[Stored data entries]
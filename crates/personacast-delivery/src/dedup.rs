//! Duplicate suppression and in-flight delivery tracking.
//!
//! Two independent mechanisms live here:
//!
//! - [`SignatureCache`] remembers content signatures (channel, actor, content
//!   prefix) for a short window and reports repeats.
//! - [`PendingSends`] allows at most one in-flight delivery per
//!   (persona, channel) pair. A second attempt is rejected, not queued.

use chrono::{DateTime, Utc};
use dashmap::mapref::entry::Entry;
use dashmap::DashMap;
use parking_lot::Mutex;
use personacast_core::id;
use std::collections::HashMap;
use std::sync::atomic::{AtomicU64, Ordering};
use std::sync::Arc;
use std::time::Duration;
use tokio::time::Instant;
use tracing::{debug, trace};

/// Default suppression window.
pub const DEFAULT_DEDUP_WINDOW: Duration = Duration::from_millis(5000);

/// Default number of content characters that feed a signature.
pub const DEFAULT_SIGNATURE_PREFIX_CHARS: usize = 200;

/// Fingerprint of one piece of outbound content.
#[derive(Debug, Clone, PartialEq, Eq, Hash)]
pub struct DeliverySignature(String);

impl DeliverySignature {
    /// Fingerprint `content` sent by `actor_key` into `channel_id`.
    ///
    /// Only the first `prefix_chars` characters are hashed, together with the
    /// total character count.
    pub fn new(channel_id: &str, actor_key: &str, content: &str, prefix_chars: usize) -> Self {
        let prefix = id::truncate_chars(content, prefix_chars);
        let length = content.chars().count().to_string();
        Self(id::hash_parts(&[channel_id, actor_key, prefix, &length]))
    }

    /// The signature as a hex string.
    pub fn as_str(&self) -> &str {
        &self.0
    }
}

/// Time-windowed set of recently accepted signatures.
#[derive(Debug)]
pub struct SignatureCache {
    window: Duration,
    seen: Mutex<HashMap<DeliverySignature, Instant>>,
}

impl SignatureCache {
    /// Create a cache with the given window.
    pub fn new(window: Duration) -> Self {
        Self {
            window,
            seen: Mutex::new(HashMap::new()),
        }
    }

    /// Returns `true` if `signature` was accepted within the window.
    ///
    /// Otherwise records it as accepted now and returns `false`. A repeat does
    /// not extend the window of the original acceptance.
    pub fn should_suppress(&self, signature: &DeliverySignature) -> bool {
        let now = Instant::now();
        let mut seen = self.seen.lock();

        seen.retain(|_, accepted_at| now.duration_since(*accepted_at) < self.window);

        if seen.contains_key(signature) {
            debug!(signature = signature.as_str(), "Suppressing duplicate content");
            return true;
        }

        seen.insert(signature.clone(), now);
        false
    }

    /// Drop a signature so the same content is accepted again.
    pub fn forget(&self, signature: &DeliverySignature) {
        self.seen.lock().remove(signature);
    }

    /// Number of live signatures.
    pub fn len(&self) -> usize {
        self.seen.lock().len()
    }

    /// Whether no signatures are held.
    pub fn is_empty(&self) -> bool {
        self.len() == 0
    }

    /// Forget every signature.
    pub fn reset(&self) {
        self.seen.lock().clear();
    }
}

/// Key of an in-flight delivery.
#[derive(Debug, Clone, PartialEq, Eq, Hash)]
struct PendingKey {
    persona_key: String,
    channel_id: String,
}

/// An in-flight delivery.
#[derive(Debug, Clone)]
pub struct PendingSend {
    /// Persona delivering.
    pub persona_key: String,

    /// Target channel.
    pub channel_id: String,

    /// Hash of the full content being delivered.
    pub content_hash: String,

    /// When the delivery started.
    pub started_at: DateTime<Utc>,

    /// Whether the content is a system error message.
    pub is_error_message: bool,

    nonce: u64,
}

type PendingSlots = Arc<DashMap<PendingKey, PendingSend>>;

/// At-most-one in-flight delivery per (persona, channel).
#[derive(Debug, Default)]
pub struct PendingSends {
    slots: PendingSlots,
    next_nonce: AtomicU64,
}

impl PendingSends {
    /// Create an empty tracker.
    pub fn new() -> Self {
        Self::default()
    }

    /// Claim the slot for (persona, channel).
    ///
    /// Returns `None` if a delivery for the pair is already in flight. The
    /// existence check and the insertion are one atomic step.
    pub fn try_begin(
        &self,
        persona_key: &str,
        channel_id: &str,
        content_hash: &str,
        is_error_message: bool,
    ) -> Option<PendingToken> {
        let key = PendingKey {
            persona_key: persona_key.to_string(),
            channel_id: channel_id.to_string(),
        };
        let nonce = self.next_nonce.fetch_add(1, Ordering::Relaxed);

        match self.slots.entry(key.clone()) {
            Entry::Occupied(existing) => {
                debug!(
                    persona = persona_key,
                    channel = channel_id,
                    since = %existing.get().started_at,
                    "Delivery already in flight"
                );
                None
            }
            Entry::Vacant(slot) => {
                slot.insert(PendingSend {
                    persona_key: key.persona_key.clone(),
                    channel_id: key.channel_id.clone(),
                    content_hash: content_hash.to_string(),
                    started_at: Utc::now(),
                    is_error_message,
                    nonce,
                });
                trace!(persona = persona_key, channel = channel_id, "Pending slot claimed");
                Some(PendingToken {
                    slots: Arc::clone(&self.slots),
                    key,
                    nonce,
                })
            }
        }
    }

    /// Release a slot. Dropping the token has the same effect.
    pub fn end(&self, token: PendingToken) {
        drop(token);
    }

    /// Look up the in-flight delivery for a pair.
    pub fn get(&self, persona_key: &str, channel_id: &str) -> Option<PendingSend> {
        let key = PendingKey {
            persona_key: persona_key.to_string(),
            channel_id: channel_id.to_string(),
        };
        self.slots.get(&key).map(|entry| entry.value().clone())
    }

    /// Number of deliveries in flight.
    pub fn len(&self) -> usize {
        self.slots.len()
    }

    /// Whether nothing is in flight.
    pub fn is_empty(&self) -> bool {
        self.slots.is_empty()
    }

    /// Drop every slot. Outstanding tokens become no-ops.
    pub fn reset(&self) {
        self.slots.clear();
    }
}

/// Proof of a claimed pending slot. The slot is released when the token drops.
#[derive(Debug)]
pub struct PendingToken {
    slots: PendingSlots,
    key: PendingKey,
    nonce: u64,
}

impl PendingToken {
    /// Persona holding the slot.
    pub fn persona_key(&self) -> &str {
        &self.key.persona_key
    }

    /// Channel of the slot.
    pub fn channel_id(&self) -> &str {
        &self.key.channel_id
    }
}

impl Drop for PendingToken {
    fn drop(&mut self) {
        // A reset followed by a new claim must not be undone by a stale token.
        let nonce = self.nonce;
        self.slots.remove_if(&self.key, |_, pending| pending.nonce == nonce);
    }
}

/// Content-level and persona-level duplicate protection.
#[derive(Debug)]
pub struct DeduplicationGuard {
    signatures: SignatureCache,
    pending: PendingSends,
    prefix_chars: usize,
}

impl Default for DeduplicationGuard {
    fn default() -> Self {
        Self::new(DEFAULT_DEDUP_WINDOW, DEFAULT_SIGNATURE_PREFIX_CHARS)
    }
}

impl DeduplicationGuard {
    /// Create a guard.
    pub fn new(window: Duration, prefix_chars: usize) -> Self {
        Self {
            signatures: SignatureCache::new(window),
            pending: PendingSends::new(),
            prefix_chars: prefix_chars.max(1),
        }
    }

    /// Build the signature for content sent by `actor_key` into `channel_id`.
    pub fn signature(&self, channel_id: &str, actor_key: &str, content: &str) -> DeliverySignature {
        DeliverySignature::new(channel_id, actor_key, content, self.prefix_chars)
    }

    /// See [`SignatureCache::should_suppress`].
    pub fn should_suppress(&self, signature: &DeliverySignature) -> bool {
        self.signatures.should_suppress(signature)
    }

    /// See [`SignatureCache::forget`].
    pub fn forget(&self, signature: &DeliverySignature) {
        self.signatures.forget(signature);
    }

    /// See [`PendingSends::try_begin`].
    pub fn try_begin_pending(
        &self,
        persona_key: &str,
        channel_id: &str,
        content_hash: &str,
        is_error_message: bool,
    ) -> Option<PendingToken> {
        self.pending
            .try_begin(persona_key, channel_id, content_hash, is_error_message)
    }

    /// Release a pending slot.
    pub fn end_pending(&self, token: PendingToken) {
        self.pending.end(token);
    }

    /// The signature cache.
    pub fn signatures(&self) -> &SignatureCache {
        &self.signatures
    }

    /// The in-flight tracker.
    pub fn pending(&self) -> &PendingSends {
        &self.pending
    }

    /// Clear both mechanisms.
    pub fn reset(&self) {
        self.signatures.reset();
        self.pending.reset();
    }
}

Aim of the task ::
Look through the entries for the string "flight". Every line that has it belongs in the answer.

Answer to this exercise ::
//! Duplicate suppression and in-flight delivery tracking.
//! - [`PendingSends`] allows at most one in-flight delivery per
/// Key of an in-flight delivery.
/// An in-flight delivery.
/// At-most-one in-flight delivery per (persona, channel).
    /// Returns `None` if a delivery for the pair is already in flight. The
                    "Delivery already in flight"
    /// Look up the in-flight delivery for a pair.
    /// Number of deliveries in flight.
    /// Whether nothing is in flight.
    /// The in-flight tracker.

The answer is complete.